Clinical symptoms and syndromes definitions
Traditionally, both the Fontaine and the Rutherford classification systems have been used to capture information regarding lower extremity symptoms and broadly defined functional limitations of patients with LE-PAD (1,3,21,22). The PARC group established baseline symptom definitions benchmarked to the established definitional schemes. Tables 1 and 2⇓ provide the Fontaine and Rutherford limb symptom classifications and the data elements recommended by the PARC group for capture. It should be noted that PARC consensus was to define patients with atypical symptoms related to PAD as “other exertional leg discomfort associated with physical limitations from PAD.” It is assumed that these patients would have symptoms associated with exertion that would be atypical in nature, that is, either present at rest with worsening during exertion or with significant time to symptom resolution. Symptom-limited walking distance and degree of functional limitation should be ascertained and captured in these patients, along with hemodynamic evidence of PAD. The Fontaine and Rutherford classifications were modified to use descriptive, rather than numeric terms to classify the severity of PAD limb symptoms. If validated, this lexicon will clarify ambiguity when reporting baseline characteristics and outcomes regarding the clinical stage or change in stage of the patients evaluated.
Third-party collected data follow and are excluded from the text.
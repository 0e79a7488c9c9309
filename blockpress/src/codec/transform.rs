//! Experimental generic-transform codec.
//!
//! Not a rate-reducing codec: it rewrites RGBA8 pixel data into block-linear
//! order (all 16 texels of a 4x4 block stored contiguously), the layout the
//! downstream experiments consume. Output is 64 bytes per block, lossless.
//!
//! The transform treats the image as one unit — block-linear addressing
//! bakes absolute block coordinates into the layout — so the row-band
//! dispatcher always runs it sequentially.

use crate::codec::{ignore_parameter, Codec, CodecBuffer, CodecBufferMut, CodecOutcome, ParamValue};
use crate::feedback::Feedback;
use crate::format::{codec_buffer_type_for_format, CodecBufferType, CodecType, PixelFormat};
use crate::options::DEFAULT_QUALITY;

/// Generic block-linear transform codec.
pub struct TransformCodec {
    quality: f32,
}

impl TransformCodec {
    pub fn new() -> Self {
        Self {
            quality: DEFAULT_QUALITY,
        }
    }
}

impl Default for TransformCodec {
    fn default() -> Self {
        Self::new()
    }
}

impl Codec for TransformCodec {
    fn codec_type(&self) -> CodecType {
        CodecType::GenericTransform
    }

    fn buffer_type(&self) -> CodecBufferType {
        codec_buffer_type_for_format(PixelFormat::GenericTransform)
    }

    fn set_parameter(&mut self, name: &str, value: ParamValue<'_>) {
        match name {
            "Quality" => {
                if let Some(v) = value.as_f32() {
                    self.quality = v.clamp(0.0, 1.0);
                }
            }
            "CompressionSpeed" | "UseChannelWeighting" | "WeightR" | "WeightG" | "WeightB"
            | "UseAdaptiveWeighting" | "DXT1UseAlpha" | "AlphaThreshold" => {}
            _ => ignore_parameter(CodecType::GenericTransform, name),
        }
    }

    fn compress(
        &mut self,
        src: &CodecBuffer<'_>,
        dst: &mut CodecBufferMut<'_>,
        feedback: Option<&Feedback<'_>>,
    ) -> CodecOutcome {
        if !src.supports_rgba8() {
            return CodecOutcome::Unknown;
        }
        tracing::debug!(quality = self.quality, "block-linear transform");

        let blocks_wide = dst.blocks_wide();
        let blocks_high = dst.blocks_high();
        let mut encoded = [0u8; 64];

        for block_y in 0..blocks_high {
            for block_x in 0..blocks_wide {
                let block = src.read_block_rgba8(block_x, block_y);
                for (i, pixel) in block.iter().enumerate() {
                    encoded[i * 4..i * 4 + 4].copy_from_slice(pixel);
                }
                if !dst.write_block(block_x, block_y, &encoded) {
                    return CodecOutcome::Unknown;
                }
            }
            if let Some(feedback) = feedback {
                let percent = (block_y + 1) as f32 * 100.0 / blocks_high as f32;
                if feedback.report(percent) {
                    return CodecOutcome::Aborted;
                }
            }
        }

        CodecOutcome::Ok
    }
}

#[cfg(test)]
mod tests {
    use super::*;

    #[test]
    fn test_transform_is_lossless_block_linear() {
        // 8x4 image: two blocks side by side with distinct colours.
        let mut data = Vec::new();
        for _ in 0..4 {
            for x in 0..8u8 {
                let v = if x < 4 { 10 } else { 20 };
                data.extend_from_slice(&[v, v, v, 255]);
            }
        }
        let mut codec = TransformCodec::new();
        let src = CodecBuffer::new(
            codec_buffer_type_for_format(PixelFormat::Rgba8888),
            4,
            4,
            1,
            8,
            4,
            0,
            &data,
        );
        let mut out = vec![0u8; 2 * 64];
        let mut dst = codec.create_buffer(4, 4, 1, 8, 4, 0, &mut out);
        assert_eq!(codec.compress(&src, &mut dst, None), CodecOutcome::Ok);

        // First block holds only colour 10, second only colour 20.
        assert!(out[0..64].chunks(4).all(|p| p[0] == 10));
        assert!(out[64..128].chunks(4).all(|p| p[0] == 20));
    }

    #[test]
    fn test_transform_output_size_ratio() {
        assert_eq!(
            crate::texture::compute_buffer_size(PixelFormat::GenericTransform, 16, 16, 0, 4, 4),
            16 * 16 * 4
        );
    }
}
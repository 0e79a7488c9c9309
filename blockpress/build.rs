fn main() {
    // The intel_tex_2 ISPC kernels are C++ and reference the C++ runtime
    // personality routine (__gxx_personality_v0). Link the C++ standard
    // library so downstream binaries and test harnesses resolve it.
    println!("cargo:rustc-link-lib=dylib=stdc++");
}
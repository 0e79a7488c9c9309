//! Compression options and the option translator.
//!
//! [`CompressOptions`] is the flat, call-scoped configuration record callers
//! hand to [`compress_texture`]. [`configure_codec`] translates it into the
//! typed `set_parameter` sequence a codec instance understands, with
//! codec-type-specific branching, and finally replays the free-form overflow
//! command list so forward-compatible tuning can override any typed setting
//! (codecs apply parameters by name, last write wins).
//!
//! On the parallel path the translation runs once per worker: every worker
//! owns an independently configured codec instance.
//!
//! [`compress_texture`]: crate::compress_texture

use crate::codec::{Codec, ParamValue};
use crate::format::CodecType;
use tracing::debug;

// =============================================================================
// Constants
// =============================================================================

/// Floor applied to each enabled channel weight.
pub const MINIMUM_WEIGHT_VALUE: f32 = 0.01;

/// Hard cap on applied overflow commands; excess entries are silently
/// truncated, not an error.
pub const MAX_EXTRA_COMMANDS: usize = 20;

/// Quality handed to quality-driven codecs when the caller leaves
/// [`CompressOptions::quality`] unset.
pub const DEFAULT_QUALITY: f32 = 0.05;

// =============================================================================
// Types
// =============================================================================

/// Compression speed tier for the DXT-style codecs.
///
/// The full three-tier mapping is always available; historically one build
/// configuration lacked the two fast tiers, which this implementation treats
/// as legacy-platform debt rather than behaviour to reproduce.
#[repr(u32)]
#[derive(Debug, Clone, Copy, PartialEq, Eq, Default)]
pub enum CompressionSpeed {
    #[default]
    Normal = 0,
    Fast = 1,
    SuperFast = 2,
}

impl CompressionSpeed {
    /// Map a raw parameter value back to a tier, defaulting to `Normal`.
    pub fn from_raw(raw: u32) -> Self {
        match raw {
            1 => CompressionSpeed::Fast,
            2 => CompressionSpeed::SuperFast,
            _ => CompressionSpeed::Normal,
        }
    }
}

/// One free-form overflow command: a short parameter name and a
/// string-or-numeric value, applied in order after all typed parameters.
#[derive(Debug, Clone, PartialEq, Eq)]
pub struct ExtraCommand {
    pub name: String,
    pub value: String,
}

impl ExtraCommand {
    pub fn new(name: impl Into<String>, value: impl Into<String>) -> Self {
        Self {
            name: name.into(),
            value: value.into(),
        }
    }
}

/// Caller-supplied compression options.
///
/// Read-only per call, never retained. Like [`TextureDescriptor`] the record
/// carries a layout version tag; an options value with a stale tag is
/// ignored wholesale (the codec runs on its defaults), matching how foreign
/// callers built against an older layout have always been treated.
///
/// [`TextureDescriptor`]: crate::TextureDescriptor
#[derive(Debug, Clone, PartialEq)]
pub struct CompressOptions {
    /// Layout version tag; must equal [`CompressOptions::SIZE_TAG`].
    pub size_tag: u32,
    /// Enable per-channel error weighting.
    pub use_channel_weighting: bool,
    pub weight_red: f32,
    pub weight_green: f32,
    pub weight_blue: f32,
    /// Derive weights from each block instead of fixed values.
    pub use_adaptive_weighting: bool,
    /// Encode punch-through alpha in DXT1 blocks.
    pub dxt1_use_alpha: bool,
    /// Alpha threshold for punch-through transparency.
    pub alpha_threshold: u8,
    /// Quality in `0.0..=1.0`; `None` leaves speed selection to
    /// [`CompressOptions::compression_speed`] and quality-driven codecs on
    /// [`DEFAULT_QUALITY`].
    pub quality: Option<f32>,
    /// Explicit speed tier, used only when `quality` is `None`.
    pub compression_speed: CompressionSpeed,
    /// Force the sequential path.
    pub disable_multithreading: bool,
    /// Worker cap; 0 means use the detected hardware concurrency.
    pub thread_count: u32,
    /// BC7 mode mask (one bit per mode).
    pub mode_mask: u32,
    /// BC7 colour restriction flag.
    pub restrict_colour: bool,
    /// BC7 alpha restriction flag.
    pub restrict_alpha: bool,
    /// Overflow command list; at most [`MAX_EXTRA_COMMANDS`] are applied.
    pub extra_commands: Vec<ExtraCommand>,
}

impl CompressOptions {
    /// Current layout version tag.
    pub const SIZE_TAG: u32 = std::mem::size_of::<CompressOptions>() as u32;
}

impl Default for CompressOptions {
    fn default() -> Self {
        Self {
            size_tag: Self::SIZE_TAG,
            use_channel_weighting: false,
            weight_red: 0.0,
            weight_green: 0.0,
            weight_blue: 0.0,
            use_adaptive_weighting: false,
            dxt1_use_alpha: false,
            alpha_threshold: 0,
            quality: None,
            compression_speed: CompressionSpeed::Normal,
            disable_multithreading: false,
            thread_count: 0,
            mode_mask: 0xFF,
            restrict_colour: false,
            restrict_alpha: false,
            extra_commands: Vec::new(),
        }
    }
}
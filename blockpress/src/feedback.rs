//! Progress feedback relay.
//!
//! The caller may hand a progress callback plus two opaque user tokens to
//! [`compress_texture`]. The engine passes all three through to every codec
//! instance unchanged. When compression runs on multiple row-band workers the
//! same callback is shared by all of them and may be invoked concurrently —
//! the callback must therefore be reentrant. That requirement is part of the
//! caller's contract; the engine does not serialize calls into it.
//!
//! [`compress_texture`]: crate::compress_texture

/// Caller-supplied progress/cancellation hook.
///
/// Wraps the callback together with the two opaque user tokens that are
/// relayed verbatim on every invocation. Returning `true` from the callback
/// requests cancellation; the invoking codec stops and reports
/// [`CodecOutcome::Aborted`].
///
/// [`CodecOutcome::Aborted`]: crate::codec::CodecOutcome::Aborted
#[derive(Clone, Copy)]
pub struct Feedback<'a> {
    callback: &'a (dyn Fn(f32, usize, usize) -> bool + Sync),
    user1: usize,
    user2: usize,
}

impl<'a> Feedback<'a> {
    /// Create a feedback relay from a callback and two opaque user tokens.
    pub fn new(callback: &'a (dyn Fn(f32, usize, usize) -> bool + Sync), user1: usize, user2: usize) -> Self {
        Self {
            callback,
            user1,
            user2,
        }
    }

    /// Report progress as a percentage in `0.0..=100.0`.
    ///
    /// Returns `true` if the caller requested cancellation.
    pub fn report(&self, percent: f32) -> bool {
        (self.callback)(percent.clamp(0.0, 100.0), self.user1, self.user2)
    }
}

impl std::fmt::Debug for Feedback<'_> {
    fn fmt(&self, f: &mut std::fmt::Formatter<'_>) -> std::fmt::Result {
        f.debug_struct("Feedback")
            .field("user1", &self.user1)
            .field("user2", &self.user2)
            .finish_non_exhaustive()
    }
}

#[cfg(test)]
mod tests {
    use super::*;
    use std::sync::atomic::{AtomicUsize, Ordering};

    #[test]
    fn test_report_relays_user_tokens() {
        let calls = AtomicUsize::new(0);
        let callback = |percent: f32, user1: usize, user2: usize| {
            assert!((0.0..=100.0).contains(&percent));
            assert_eq!(user1, 7);
            assert_eq!(user2, 9);
            calls.fetch_add(1, Ordering::Relaxed);
            false
        };
        let feedback = Feedback::new(&callback, 7, 9);

        assert!(!feedback.report(50.0));
        assert_eq!(calls.load(Ordering::Relaxed), 1);
    }

    #[test]
    fn test_report_clamps_percent() {
        let callback = |percent: f32, _: usize, _: usize| {
            assert!((0.0..=100.0).contains(&percent));
            false
        };
        let feedback = Feedback::new(&callback, 0, 0);

        feedback.report(-5.0);
        feedback.report(150.0);
    }

    #[test]
    fn test_report_propagates_abort() {
        let callback = |_: f32, _: usize, _: usize| true;
        let feedback = Feedback::new(&callback, 0, 0);
        assert!(feedback.report(10.0));
    }

    #[test]
    fn test_feedback_is_sync() {
        fn assert_sync<T: Sync>() {}
        assert_sync::<Feedback<'_>>();
    }
}
//! Blockpress — texture block-compression dispatch engine.
//!
//! Given an uncompressed image buffer and a target block-compression format
//! (DXT1/3/5, ATI1N/2N, BC6H, BC7, ASTC, ATC, ETC and friends), blockpress
//! resolves the matching codec, configures it from caller options, validates
//! both buffer descriptors and drives compression — splitting the image into
//! block-aligned row bands compressed concurrently by a bounded worker pool
//! when the codec allows it.
//!
//! # Example
//!
//! ```
//! use blockpress::{
//!     compress_texture, compute_buffer_size, PixelFormat, TextureDescriptor,
//! };
//!
//! let src = TextureDescriptor::new(16, 16, PixelFormat::Rgba8888);
//! let src_data = vec![0u8; src.min_buffer_size()];
//!
//! let dst = TextureDescriptor::new(16, 16, PixelFormat::Dxt1);
//! let mut dst_data = vec![0u8; dst.min_buffer_size()];
//!
//! compress_texture(&src, &src_data, &dst, &mut dst_data, None, None).unwrap();
//! assert_eq!(dst_data.len(), compute_buffer_size(PixelFormat::Dxt1, 16, 16, 0, 4, 4));
//! ```
//!
//! # Architecture
//!
//! ```text
//! caller ──> validate(src), validate(dst)
//!               │
//!               ▼
//!        format registry ──> codec factory ──> option translator
//!               │
//!               ▼
//!   sequential dispatcher ─ or ─ row-band dispatcher (scoped workers)
//!               │                        │
//!               └────────> codec.compress per buffer pair <──┘
//!                                 │
//!                                 ▼
//!                       outcome ──> public result
//! ```
//!
//! All state is call-scoped: no globals, no persistence, no worker reuse
//! across calls.

pub mod codec;
pub mod dispatch;
pub mod error;
pub mod feedback;
pub mod format;
pub mod logging;
pub mod options;
pub mod texture;

pub use dispatch::{compress_texture, MAX_WORKERS};
pub use error::CompressError;
pub use feedback::Feedback;
pub use format::{
    codec_buffer_type_for_format, codec_type_for_format, CodecBufferType, CodecType, PixelFormat,
};
pub use options::{
    CompressOptions, CompressionSpeed, ExtraCommand, DEFAULT_QUALITY, MAX_EXTRA_COMMANDS,
    MINIMUM_WEIGHT_VALUE,
};
pub use texture::{compute_buffer_size, validate_texture, TextureDescriptor, TextureRole};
The PARC group clearly identified the significant limitations of the current Rutherford classification system in comparing patients with CLI across clinical trials. In part, this was felt to be due to the changing demographics of CLI patients, with increased rates of diabetes and renal disease. The Society for Vascular Surgery has proposed a system for classification of patients with threatened limbs aimed at addressing many of the potential determinants of amputation, including wound extent, the degree of ischemia and/or perfusion, and presence and extent of foot infection (wound ischemia foot infection) (24). This recent approach has not yet been validated, but represents an area we feel should be evaluated in CLI trials and considered in future PARC revisions.
Anatomic (lesion and vessel) definitions
The PARC lesion and vessel definitions are presented in Table 3. The PARC group reviewed both the DEFINE group (7) and CDISC anatomic definitions (25) with regards to lesion and target lesion endovascular and surgical revascularization. The definitions are specific for anatomic and lesion characteristics, in contrast to the TASC anatomic classification, which remains clinically available for guidance about revascularization. In defining a “significant” anatomic lesion in the LE-PAD arterial tree, PARC considered options similar to those evaluated in the coronary circulation, including classification within the 50% to 100% stenosis/occluded group. Given the lack of quantifiable data on the differences in visually estimated stenosis and outcomes and the difference in size of LE-PAD vessels, the group recommended an efficient nomenclature that can be used by clinicians and core laboratories: mild (<50% diameter stenosis), moderate (50% to 69%), severe (70% to 99%), and occluded (100%). This system was consistent with prior coronary assessments used per CDISC data element definitions and LE-PAD proposed imaging surrogate endpoints during follow-up. Another significant modification was the definition of a treated or target lesion. Due to the treatment lengths specific to the LE-PAD vascular bed, and to ensure coverage for both efficacy and safety, the definition of a treated segment was changed to include 10 mm proximal and distal to the lesion. Finally, Table 3 also provides a consensus system for assessing calcification of LE-PAD vessels.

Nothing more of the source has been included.